Plus the model I suggested relates to the neuroinflammatory effects of high ‘extracellular’ glutamate. ‘Enhanced glutamate transmission’ may mean just that. Glutamate is being transported, used and taken up again efficiently rather than building up in the extracellular spaces where it causes neuroinflammation.
Interesting stuff.
It’s the mercury. Google “Andrew Cutler, PhD” for accurate info on how to safely chelate it out of the body. Takes 2-4 years, but people have actually recovered.
Wow! Great article, though I must admit, as sick as I am it took me a week to read through it + a lot of re-reading.
I found this article b/c I was trying to find a correlation b/w neuroinflammation and severe fatigue. I’ve been diagnosed with CFS (took 10 yrs) but there are so many unanswered questions and no CFS doctor has been able to help at all. Then I was diagnosed with PANDAS syndrome – suggesting neuro-inflammation.
For me the first symptoms were overactive bladder at age 7. Now the bladder is one of my worst symptoms. At 15 I was injured but the pain never went away, this has repeatedly happened so I just have severe pain where there was once an injury. At 18 sudden onset of anorexia nervosa, depression, and fatigue though by CFS standards I would be considered “high functioning” though could not sleep, onset of insomnia that no doctor has been able to treat (even trialed xyrem).
I went through every AD and psych med out there then did ECT without any benefit from any of them. 2008, sudden onset of adrenaline and anxiety 24/7, 6 months of no sleep. Antipsychotics and xanax would get me a couple hours of sleep. 2009 – bedridden + new onset of severe mental fatigue and headaches. 2010 sudden onset of ocd, worsening of fatigue, excessive daytime sleepiness, inability to sleep though extremely tired and sleepy, to present: mostly stuck in bed or on couch, ocd all the time, no quality of life.
Just typing this to see if anyone has any ideas. I had major violent reactions to tiny doses of the stupid immunomodulators……….. CFS docs unable to treat symptoms. Have severe OI. Neurologist bailed on me after diagnosing PANDAS. I have been referred to Dr. Souhel Najjar who specializes in treating neuro-inflammation connected to psychiatric ailments, but not sure if I’ll be accepted.

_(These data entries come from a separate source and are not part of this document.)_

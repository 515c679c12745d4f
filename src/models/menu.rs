// src/models/menu.rs

use serde::{Deserialize, Serialize};
use sqlx::FromRow;
use utoipa::ToSchema;

#[derive(Debug, Clone, Serialize, Deserialize, FromRow, ToSchema)]
#[serde(rename_all = "camelCase")]
pub struct MenuCategory {
    pub id: i64,
    #[schema(example = "Cafés")]
    pub name: String,
}

#[derive(Debug, Clone, Serialize, Deserialize, FromRow, ToSchema)]
#[serde(rename_all = "camelCase")]
pub struct MenuItem {
    pub id: i64,
    pub category_id: i64,
    #[schema(example = "Espresso Duplo")]
    pub name: String,
    // Preço em unidades inteiras da moeda
    #[schema(example = 120)]
    pub price: i64,
    pub is_full_arabica: bool,
}

#[derive(Debug, Clone, Serialize, ToSchema)]
#[serde(rename_all = "camelCase")]
pub struct MenuData {
    pub categories: Vec<MenuCategory>,
    pub items: Vec<MenuItem>,
}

Excellent article though. I can see how this would explain a lot of “CFS” symptoms. BUT BIGGEST QUESTION – what is the treatment? Steroids seem risky b/c of all the infections we have, insurance won’t cover IVIG……. ETC. etc.

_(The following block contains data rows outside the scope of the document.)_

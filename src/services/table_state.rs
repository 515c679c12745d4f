// src/services/table_state.rs

use crate::{common::error::AppError, models::floor::TableStatus};

/// Regras de transição de status de uma mesa física.
///
/// Toda transição parte de um status e pode voltar a `free`; não há estado terminal.
/// A troca de fatura entre mesas (transferência) não passa por aqui: ela libera a origem
/// e ocupa o destino, e cada lado é validado pelo `TransferService`.
pub struct TableStateMachine;

impl TableStateMachine {
    pub fn is_valid_transition(from: TableStatus, to: TableStatus) -> bool {
        use TableStatus::*;
        matches!(
            (from, to),
            (Free, Reserved)
                | (Free, Serving)
                | (Reserved, Serving)
                | (Reserved, Free)
                | (Serving, Paid)
                | (Paid, Free)
        )
    }

    /// Status para os quais a transição exige uma fatura aberta na mesa.
    pub fn requires_open_factor(to: TableStatus) -> bool {
        matches!(to, TableStatus::Serving | TableStatus::Paid)
    }

    /// Valida a transição. `has_open_factor` diz se existe fatura aberta para a mesa.
    pub fn validate(from: TableStatus, to: TableStatus, has_open_factor: bool) -> Result<(), AppError> {
        if !Self::is_valid_transition(from, to) {
            return Err(AppError::Conflict(Self::rejection_reason(from, to)));
        }

        if Self::requires_open_factor(to) && !has_open_factor {
            return Err(AppError::Conflict(format!(
                "A mesa só pode passar para '{}' com um pedido aberto.",
                to
            )));
        }

        Ok(())
    }

    pub fn rejection_reason(from: TableStatus, to: TableStatus) -> String {
        let allowed = Self::valid_next_states(from)
            .iter()
            .map(|s| format!("'{}'", s))
            .collect::<Vec<_>>()
            .join(", ");

        if from == to {
            return format!("A mesa já está com o status '{}'. Permitido: {}.", to, allowed);
        }
        match from {
            TableStatus::Serving => {
                format!("A mesa está em atendimento e não pode passar para '{}'. Permitido: {}.", to, allowed)
            }
            _ => format!("Transição inválida de '{}' para '{}'. Permitido: {}.", from, to, allowed),
        }
    }

    /// Um pedido novo só pode ser aberto em mesa livre ou reservada.
    pub fn can_open_order(status: TableStatus) -> bool {
        Self::is_valid_transition(status, TableStatus::Serving)
    }

    pub fn valid_next_states(from: TableStatus) -> Vec<TableStatus> {
        TableStatus::ALL
            .into_iter()
            .filter(|to| Self::is_valid_transition(from, *to))
            .collect()
    }
}

#[cfg(test)]
mod tests {
    use super::*;
    use TableStatus::*;

    #[test]
    fn listed_transitions_are_valid() {
        for (from, to) in [
            (Free, Reserved),
            (Free, Serving),
            (Reserved, Serving),
            (Reserved, Free),
            (Serving, Paid),
            (Paid, Free),
        ] {
            assert!(TableStateMachine::is_valid_transition(from, to), "{from} -> {to}");
        }
    }

    #[test]
    fn every_other_pair_is_a_conflict() {
        let mut valid = 0;
        for from in TableStatus::ALL {
            for to in TableStatus::ALL {
                match TableStateMachine::validate(from, to, true) {
                    Ok(()) => valid += 1,
                    Err(AppError::Conflict(_)) => {
                        assert!(!TableStateMachine::is_valid_transition(from, to))
                    }
                    Err(other) => panic!("erro inesperado: {other:?}"),
                }
            }
        }
        assert_eq!(valid, 6);
    }

    #[test]
    fn self_transitions_are_rejected() {
        for status in TableStatus::ALL {
            assert!(!TableStateMachine::is_valid_transition(status, status));
        }
    }

    #[test]
    fn settling_requires_an_open_factor() {
        let err = TableStateMachine::validate(Serving, Paid, false).unwrap_err();
        assert!(matches!(err, AppError::Conflict(_)));
        assert!(TableStateMachine::validate(Serving, Paid, true).is_ok());
    }

    #[test]
    fn orders_open_only_on_free_or_reserved_tables() {
        assert!(TableStateMachine::can_open_order(Free));
        assert!(TableStateMachine::can_open_order(Reserved));
        assert!(!TableStateMachine::can_open_order(Serving));
        assert!(!TableStateMachine::can_open_order(Paid));
    }

    #[test]
    fn serving_table_can_only_be_settled() {
        assert_eq!(TableStateMachine::valid_next_states(Serving), vec![Paid]);
        assert_eq!(TableStateMachine::valid_next_states(Free), vec![Reserved, Serving]);
    }

    #[test]
    fn conflict_message_lists_allowed_states() {
        match TableStateMachine::validate(Serving, Free, true) {
            Err(AppError::Conflict(msg)) => assert!(msg.ends_with("Permitido: 'paid'."), "{msg}"),
            other => panic!("esperava conflito: {other:?}"),
        }
    }
}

It was a toughie but goodie :)….
Thanks Christiana
Until researchers investigate ME/CFS as a neuroinflammator disorder we can only speculate on how to treat it. Re PANDAS perhaps the Lipkin/Hornig and Rituximab research will turn up something valuable.
Something you could try (as its cheap and safe) is high dose thiamine (B1) as Cort discusses here :
http://www.cortjohnson.org/blog/2013/07/05/is-simple-relief-from-fibromyalgia-mecfs-found-early-reports-spark-interest/
As discussed above B1 deficiency is neurotoxic and would exacerbate existing neuroinflammation. Some anecdotal reports are very positive.